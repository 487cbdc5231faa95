//! Stage scheduler.
//!
//! The scheduler holds no status of its own. Everything is derived from the
//! session's [`StageRecords`], so a scheduler built in a fresh process picks
//! up exactly where the last one stopped.

use super::builder::{GraphBuilder, PipelineGraph, StageIndex};
use crate::changeset::ChangeSet;
use crate::errors::{PipelineError, Result};
use crate::session::{StageRecord, StageRecords, StageStatus, status_of};
use crate::stage::Stage;
use chrono::Utc;
use tracing::debug;

/// Result of asking for the next stage.
#[derive(Debug, Clone, Default, PartialEq, Eq)]
pub struct Selection {
    /// Stage to request next; `None` when every stage is terminal
    pub next: Option<String>,
    /// Stages whose gate was false, now recorded as skipped
    pub skipped: Vec<String>,
}

/// Orders stages and picks the next eligible one.
#[derive(Debug)]
pub struct PipelineScheduler {
    graph: PipelineGraph,
    /// Computed once at construction
    order: Vec<StageIndex>,
}

impl PipelineScheduler {
    pub fn new(stages: Vec<Box<dyn Stage>>) -> Result<Self> {
        let graph = GraphBuilder::new(stages).build()?;
        let order = graph.topological_order();
        Ok(Self { graph, order })
    }

    pub fn graph(&self) -> &PipelineGraph {
        &self.graph
    }

    pub fn stage_count(&self) -> usize {
        self.graph.len()
    }

    pub fn stage(&self, id: &str) -> Result<&dyn Stage> {
        self.graph
            .stage_by_id(id)
            .ok_or_else(|| PipelineError::UnknownStage(id.to_string()))
    }

    /// Stages in topological order.
    pub fn ordered_stages(&self) -> impl Iterator<Item = &dyn Stage> {
        self.order.iter().filter_map(|&i| self.graph.stage(i))
    }

    fn dependencies_done(&self, index: StageIndex, records: &StageRecords) -> bool {
        self.graph.dependencies(index).iter().all(|&dep| {
            self.graph
                .stage(dep)
                .is_some_and(|s| status_of(records, s.id()).is_terminal())
        })
    }

    /// Every stage, in declaration order.
    fn all_stages(&self) -> impl Iterator<Item = &dyn Stage> {
        (0..self.graph.len()).filter_map(|i| self.graph.stage(i))
    }

    /// The stage with a request outstanding, if any.
    pub fn in_flight_stage(&self, records: &StageRecords) -> Option<&dyn Stage> {
        self.all_stages()
            .find(|s| status_of(records, s.id()).is_in_flight())
    }

    /// Pick the first pending stage, in topological order, whose dependencies
    /// are all completed or skipped.
    ///
    /// Stages whose gate is false are recorded as skipped in `records` on the
    /// way, strictly before any later stage is offered. The caller persists
    /// them. Fails with `Deadlock` if stages remain but none can ever run.
    pub fn next_eligible_stage(
        &self,
        records: &mut StageRecords,
        changes: &ChangeSet,
    ) -> Result<Selection> {
        let mut selection = Selection::default();

        for &index in &self.order {
            let Some(stage) = self.graph.stage(index) else {
                continue;
            };
            if status_of(records, stage.id()) != StageStatus::Pending {
                continue;
            }
            if !self.dependencies_done(index, records) {
                continue;
            }
            if !stage.gate(changes) {
                debug!(stage = stage.id(), "Gate is false, skipping");
                records.insert(
                    stage.id().to_string(),
                    StageRecord::skipped(stage.id(), Utc::now()),
                );
                selection.skipped.push(stage.id().to_string());
                continue;
            }
            selection.next = Some(stage.id().to_string());
            return Ok(selection);
        }

        if !self.all_terminal(records) && self.in_flight_stage(records).is_none() {
            let blocked = self
                .all_stages()
                .filter(|s| !status_of(records, s.id()).is_terminal())
                .map(|s| s.id().to_string())
                .collect();
            return Err(PipelineError::Deadlock { blocked });
        }

        Ok(selection)
    }

    /// Ids of every stage downstream of `stage`, in topological order.
    pub fn transitive_dependents(&self, stage: &str) -> Result<Vec<String>> {
        let index = self
            .graph
            .index_of(stage)
            .ok_or_else(|| PipelineError::UnknownStage(stage.to_string()))?;
        let downstream = self.graph.transitive_dependents(index);
        Ok(self
            .order
            .iter()
            .filter(|i| downstream.contains(i))
            .filter_map(|&i| self.graph.stage(i).map(|s| s.id().to_string()))
            .collect())
    }

    pub fn all_terminal(&self, records: &StageRecords) -> bool {
        self.all_stages()
            .all(|s| status_of(records, s.id()).is_terminal())
    }
}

————————

What is required
Search the entries for the word "skipped" and pick out every line that holds it.

Written answer
    /// Stages whose gate was false, now recorded as skipped
    pub skipped: Vec<String>,
    /// are all completed or skipped.
    /// Stages whose gate is false are recorded as skipped in `records` on the
                    StageRecord::skipped(stage.id(), Utc::now()),
                selection.skipped.push(stage.id().to_string());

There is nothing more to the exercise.